» About this exercise:
Where a line in the records below includes "MemoryDirectory", pull that line out.

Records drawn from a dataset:
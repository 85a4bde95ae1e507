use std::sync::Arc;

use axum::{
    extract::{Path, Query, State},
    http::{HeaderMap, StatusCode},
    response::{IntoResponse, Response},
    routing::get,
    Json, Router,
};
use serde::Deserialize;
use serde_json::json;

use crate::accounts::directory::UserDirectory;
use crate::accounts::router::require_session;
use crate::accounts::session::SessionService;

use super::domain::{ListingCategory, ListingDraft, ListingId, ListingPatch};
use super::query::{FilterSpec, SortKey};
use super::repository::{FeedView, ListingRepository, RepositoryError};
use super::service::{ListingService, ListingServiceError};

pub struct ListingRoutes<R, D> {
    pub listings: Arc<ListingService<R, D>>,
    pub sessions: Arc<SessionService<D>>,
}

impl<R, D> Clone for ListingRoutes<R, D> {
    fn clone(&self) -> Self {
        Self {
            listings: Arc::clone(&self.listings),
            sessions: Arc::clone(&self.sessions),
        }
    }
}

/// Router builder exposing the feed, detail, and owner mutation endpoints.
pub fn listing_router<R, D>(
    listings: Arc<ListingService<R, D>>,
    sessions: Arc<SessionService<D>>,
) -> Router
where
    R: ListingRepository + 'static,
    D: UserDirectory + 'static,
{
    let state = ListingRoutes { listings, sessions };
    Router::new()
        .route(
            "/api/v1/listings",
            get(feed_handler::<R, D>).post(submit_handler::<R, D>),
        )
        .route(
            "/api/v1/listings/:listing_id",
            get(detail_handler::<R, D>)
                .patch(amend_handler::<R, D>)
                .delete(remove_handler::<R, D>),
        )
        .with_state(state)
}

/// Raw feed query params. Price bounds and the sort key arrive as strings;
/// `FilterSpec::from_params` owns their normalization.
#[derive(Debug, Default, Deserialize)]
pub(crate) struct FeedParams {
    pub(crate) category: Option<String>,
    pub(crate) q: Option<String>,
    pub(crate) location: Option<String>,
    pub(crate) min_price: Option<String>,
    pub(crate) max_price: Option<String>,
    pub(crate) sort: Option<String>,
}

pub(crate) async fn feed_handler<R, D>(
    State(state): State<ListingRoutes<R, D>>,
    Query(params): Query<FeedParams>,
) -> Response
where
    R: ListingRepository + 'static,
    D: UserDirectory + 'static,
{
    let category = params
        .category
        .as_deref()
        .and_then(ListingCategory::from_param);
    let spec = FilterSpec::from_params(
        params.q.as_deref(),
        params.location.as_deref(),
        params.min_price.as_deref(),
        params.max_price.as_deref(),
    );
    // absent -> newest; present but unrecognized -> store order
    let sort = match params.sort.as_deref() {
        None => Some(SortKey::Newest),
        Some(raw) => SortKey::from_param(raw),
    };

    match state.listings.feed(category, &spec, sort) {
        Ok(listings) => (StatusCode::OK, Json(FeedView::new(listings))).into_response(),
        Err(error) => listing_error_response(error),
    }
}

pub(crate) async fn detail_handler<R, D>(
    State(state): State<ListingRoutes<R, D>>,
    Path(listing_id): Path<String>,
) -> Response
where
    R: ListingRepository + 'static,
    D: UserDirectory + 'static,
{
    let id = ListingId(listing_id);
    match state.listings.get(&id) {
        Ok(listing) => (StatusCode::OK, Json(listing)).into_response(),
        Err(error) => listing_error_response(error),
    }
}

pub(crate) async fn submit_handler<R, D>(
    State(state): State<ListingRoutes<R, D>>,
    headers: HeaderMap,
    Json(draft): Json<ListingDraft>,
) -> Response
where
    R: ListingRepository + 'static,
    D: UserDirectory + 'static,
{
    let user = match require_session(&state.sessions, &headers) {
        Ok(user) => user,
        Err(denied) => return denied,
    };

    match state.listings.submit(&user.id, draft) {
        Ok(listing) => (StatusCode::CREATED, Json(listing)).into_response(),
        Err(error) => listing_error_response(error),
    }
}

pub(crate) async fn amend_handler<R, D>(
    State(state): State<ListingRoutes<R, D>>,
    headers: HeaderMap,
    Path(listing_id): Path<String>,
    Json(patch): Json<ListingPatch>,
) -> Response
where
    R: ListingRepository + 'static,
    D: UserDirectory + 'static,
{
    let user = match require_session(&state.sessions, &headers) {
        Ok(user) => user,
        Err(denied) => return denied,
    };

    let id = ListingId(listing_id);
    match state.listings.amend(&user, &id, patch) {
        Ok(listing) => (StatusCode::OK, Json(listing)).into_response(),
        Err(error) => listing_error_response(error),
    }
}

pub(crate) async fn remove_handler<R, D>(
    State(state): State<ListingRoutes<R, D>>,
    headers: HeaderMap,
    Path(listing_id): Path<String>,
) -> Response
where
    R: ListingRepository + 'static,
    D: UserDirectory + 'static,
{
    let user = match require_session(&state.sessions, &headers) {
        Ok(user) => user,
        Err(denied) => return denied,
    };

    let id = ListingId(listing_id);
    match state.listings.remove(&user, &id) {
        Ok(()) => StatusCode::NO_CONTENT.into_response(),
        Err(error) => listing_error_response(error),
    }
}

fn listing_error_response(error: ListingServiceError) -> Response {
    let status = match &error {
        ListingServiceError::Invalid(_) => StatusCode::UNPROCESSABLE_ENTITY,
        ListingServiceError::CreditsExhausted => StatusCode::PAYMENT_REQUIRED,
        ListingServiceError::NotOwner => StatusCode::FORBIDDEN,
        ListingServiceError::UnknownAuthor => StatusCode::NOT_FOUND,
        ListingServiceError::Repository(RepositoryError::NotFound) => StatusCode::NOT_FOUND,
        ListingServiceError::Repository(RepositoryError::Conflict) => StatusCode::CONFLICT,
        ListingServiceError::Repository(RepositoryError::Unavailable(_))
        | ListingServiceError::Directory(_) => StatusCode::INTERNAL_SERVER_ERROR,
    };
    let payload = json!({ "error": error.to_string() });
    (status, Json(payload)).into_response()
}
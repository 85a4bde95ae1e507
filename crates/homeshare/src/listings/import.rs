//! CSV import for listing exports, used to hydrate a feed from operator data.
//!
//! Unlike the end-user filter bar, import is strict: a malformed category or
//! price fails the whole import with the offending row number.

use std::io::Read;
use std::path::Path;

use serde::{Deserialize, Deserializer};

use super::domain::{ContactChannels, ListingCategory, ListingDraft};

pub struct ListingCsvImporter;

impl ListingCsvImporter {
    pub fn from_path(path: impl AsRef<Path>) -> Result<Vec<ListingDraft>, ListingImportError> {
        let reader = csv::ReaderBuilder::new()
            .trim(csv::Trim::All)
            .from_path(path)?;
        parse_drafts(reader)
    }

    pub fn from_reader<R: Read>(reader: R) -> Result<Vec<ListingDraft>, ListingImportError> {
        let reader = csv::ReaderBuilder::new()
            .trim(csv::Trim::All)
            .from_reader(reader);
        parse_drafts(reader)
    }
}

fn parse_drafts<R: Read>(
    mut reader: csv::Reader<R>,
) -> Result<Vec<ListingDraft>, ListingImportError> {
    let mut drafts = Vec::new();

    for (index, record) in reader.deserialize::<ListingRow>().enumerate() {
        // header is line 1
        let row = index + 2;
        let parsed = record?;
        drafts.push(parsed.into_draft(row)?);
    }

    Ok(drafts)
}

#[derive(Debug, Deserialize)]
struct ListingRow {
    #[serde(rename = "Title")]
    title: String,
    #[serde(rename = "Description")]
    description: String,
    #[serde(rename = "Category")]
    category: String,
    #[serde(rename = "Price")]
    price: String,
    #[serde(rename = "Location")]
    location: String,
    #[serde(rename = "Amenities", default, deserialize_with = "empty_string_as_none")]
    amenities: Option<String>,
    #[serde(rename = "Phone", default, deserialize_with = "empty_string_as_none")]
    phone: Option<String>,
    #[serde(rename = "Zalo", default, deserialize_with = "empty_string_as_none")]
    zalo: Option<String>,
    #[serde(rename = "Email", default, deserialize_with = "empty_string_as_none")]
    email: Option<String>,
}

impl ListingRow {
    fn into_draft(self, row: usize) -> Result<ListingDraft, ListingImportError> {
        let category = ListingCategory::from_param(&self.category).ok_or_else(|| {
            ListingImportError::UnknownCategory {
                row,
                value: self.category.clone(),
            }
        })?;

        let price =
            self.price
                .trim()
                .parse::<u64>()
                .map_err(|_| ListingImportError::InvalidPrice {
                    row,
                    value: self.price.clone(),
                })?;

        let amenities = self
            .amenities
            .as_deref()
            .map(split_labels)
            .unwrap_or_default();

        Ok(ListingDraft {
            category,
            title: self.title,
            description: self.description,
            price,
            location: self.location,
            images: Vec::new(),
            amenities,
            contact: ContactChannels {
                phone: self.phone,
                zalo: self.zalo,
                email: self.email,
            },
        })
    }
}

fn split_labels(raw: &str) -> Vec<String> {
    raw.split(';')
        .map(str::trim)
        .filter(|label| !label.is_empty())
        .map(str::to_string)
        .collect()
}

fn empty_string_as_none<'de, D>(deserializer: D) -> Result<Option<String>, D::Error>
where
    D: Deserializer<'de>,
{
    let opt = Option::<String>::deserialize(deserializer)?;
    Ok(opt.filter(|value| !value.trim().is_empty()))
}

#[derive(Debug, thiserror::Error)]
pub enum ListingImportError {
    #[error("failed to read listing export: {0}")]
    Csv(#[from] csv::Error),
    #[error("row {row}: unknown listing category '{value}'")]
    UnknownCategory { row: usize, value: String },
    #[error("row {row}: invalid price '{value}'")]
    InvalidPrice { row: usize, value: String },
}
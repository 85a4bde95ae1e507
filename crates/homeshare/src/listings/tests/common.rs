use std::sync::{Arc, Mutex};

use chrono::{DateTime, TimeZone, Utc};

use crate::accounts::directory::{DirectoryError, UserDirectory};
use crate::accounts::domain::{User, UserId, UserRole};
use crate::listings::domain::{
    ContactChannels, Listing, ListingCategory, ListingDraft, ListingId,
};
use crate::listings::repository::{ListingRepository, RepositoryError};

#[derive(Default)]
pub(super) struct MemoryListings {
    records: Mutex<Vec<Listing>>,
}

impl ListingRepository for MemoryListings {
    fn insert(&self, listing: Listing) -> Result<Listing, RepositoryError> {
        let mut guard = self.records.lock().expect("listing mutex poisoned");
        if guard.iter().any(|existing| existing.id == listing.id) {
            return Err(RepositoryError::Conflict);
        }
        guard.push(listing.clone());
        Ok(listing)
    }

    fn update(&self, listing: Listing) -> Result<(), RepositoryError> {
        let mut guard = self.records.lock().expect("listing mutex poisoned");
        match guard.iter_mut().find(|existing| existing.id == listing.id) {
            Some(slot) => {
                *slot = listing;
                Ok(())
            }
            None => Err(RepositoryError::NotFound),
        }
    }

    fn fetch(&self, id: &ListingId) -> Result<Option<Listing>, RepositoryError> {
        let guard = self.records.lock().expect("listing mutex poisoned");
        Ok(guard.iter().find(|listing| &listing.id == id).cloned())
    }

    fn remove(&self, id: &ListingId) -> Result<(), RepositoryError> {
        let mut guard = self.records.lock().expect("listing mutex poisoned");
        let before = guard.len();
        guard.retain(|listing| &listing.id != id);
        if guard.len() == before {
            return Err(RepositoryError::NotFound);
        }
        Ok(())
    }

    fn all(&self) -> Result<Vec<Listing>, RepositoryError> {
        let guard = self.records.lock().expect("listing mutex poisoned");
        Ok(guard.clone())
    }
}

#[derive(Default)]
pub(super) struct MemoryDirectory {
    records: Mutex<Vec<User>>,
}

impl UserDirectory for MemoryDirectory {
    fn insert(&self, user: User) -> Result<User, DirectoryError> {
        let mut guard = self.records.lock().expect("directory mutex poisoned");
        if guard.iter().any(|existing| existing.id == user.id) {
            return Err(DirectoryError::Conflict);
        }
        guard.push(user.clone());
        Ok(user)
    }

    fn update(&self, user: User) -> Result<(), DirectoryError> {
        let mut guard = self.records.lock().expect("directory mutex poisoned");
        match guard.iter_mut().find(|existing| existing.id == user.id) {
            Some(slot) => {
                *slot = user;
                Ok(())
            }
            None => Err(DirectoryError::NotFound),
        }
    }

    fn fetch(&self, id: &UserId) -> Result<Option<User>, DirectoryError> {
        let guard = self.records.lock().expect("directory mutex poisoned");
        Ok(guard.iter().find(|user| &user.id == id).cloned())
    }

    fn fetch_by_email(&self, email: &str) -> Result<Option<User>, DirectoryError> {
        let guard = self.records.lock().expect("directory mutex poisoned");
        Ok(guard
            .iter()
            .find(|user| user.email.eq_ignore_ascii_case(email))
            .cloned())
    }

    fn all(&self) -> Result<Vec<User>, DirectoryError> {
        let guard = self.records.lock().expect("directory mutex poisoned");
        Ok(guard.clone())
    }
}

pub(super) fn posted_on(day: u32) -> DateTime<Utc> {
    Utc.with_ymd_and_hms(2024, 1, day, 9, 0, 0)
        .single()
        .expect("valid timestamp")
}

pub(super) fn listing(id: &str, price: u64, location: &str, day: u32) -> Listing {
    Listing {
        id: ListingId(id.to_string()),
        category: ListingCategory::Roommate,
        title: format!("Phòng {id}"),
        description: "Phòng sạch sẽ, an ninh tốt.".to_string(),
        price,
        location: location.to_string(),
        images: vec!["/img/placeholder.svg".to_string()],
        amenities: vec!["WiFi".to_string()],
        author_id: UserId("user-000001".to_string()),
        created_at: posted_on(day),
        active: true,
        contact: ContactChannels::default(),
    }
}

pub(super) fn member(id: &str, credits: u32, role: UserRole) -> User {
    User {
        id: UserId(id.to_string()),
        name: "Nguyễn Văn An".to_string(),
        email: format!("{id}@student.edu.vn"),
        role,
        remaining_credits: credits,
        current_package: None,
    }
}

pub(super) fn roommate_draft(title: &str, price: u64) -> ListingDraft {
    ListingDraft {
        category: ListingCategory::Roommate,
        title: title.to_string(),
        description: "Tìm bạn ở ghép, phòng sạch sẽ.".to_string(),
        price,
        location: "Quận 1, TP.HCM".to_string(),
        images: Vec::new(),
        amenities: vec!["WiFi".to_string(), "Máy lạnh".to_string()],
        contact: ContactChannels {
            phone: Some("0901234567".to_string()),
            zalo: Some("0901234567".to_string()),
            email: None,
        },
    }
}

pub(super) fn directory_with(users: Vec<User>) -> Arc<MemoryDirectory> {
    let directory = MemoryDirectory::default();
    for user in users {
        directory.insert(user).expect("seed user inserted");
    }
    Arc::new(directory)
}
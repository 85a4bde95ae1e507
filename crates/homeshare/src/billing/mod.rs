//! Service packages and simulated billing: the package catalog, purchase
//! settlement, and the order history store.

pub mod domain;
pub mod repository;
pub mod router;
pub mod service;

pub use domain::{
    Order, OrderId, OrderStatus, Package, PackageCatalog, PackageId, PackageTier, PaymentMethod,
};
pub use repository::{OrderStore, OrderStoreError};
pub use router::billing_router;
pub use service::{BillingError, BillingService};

» Written response:
pub(super) struct MemoryDirectory {
impl UserDirectory for MemoryDirectory {
pub(super) fn directory_with(users: Vec<User>) -> Arc<MemoryDirectory> {
    let directory = MemoryDirectory::default();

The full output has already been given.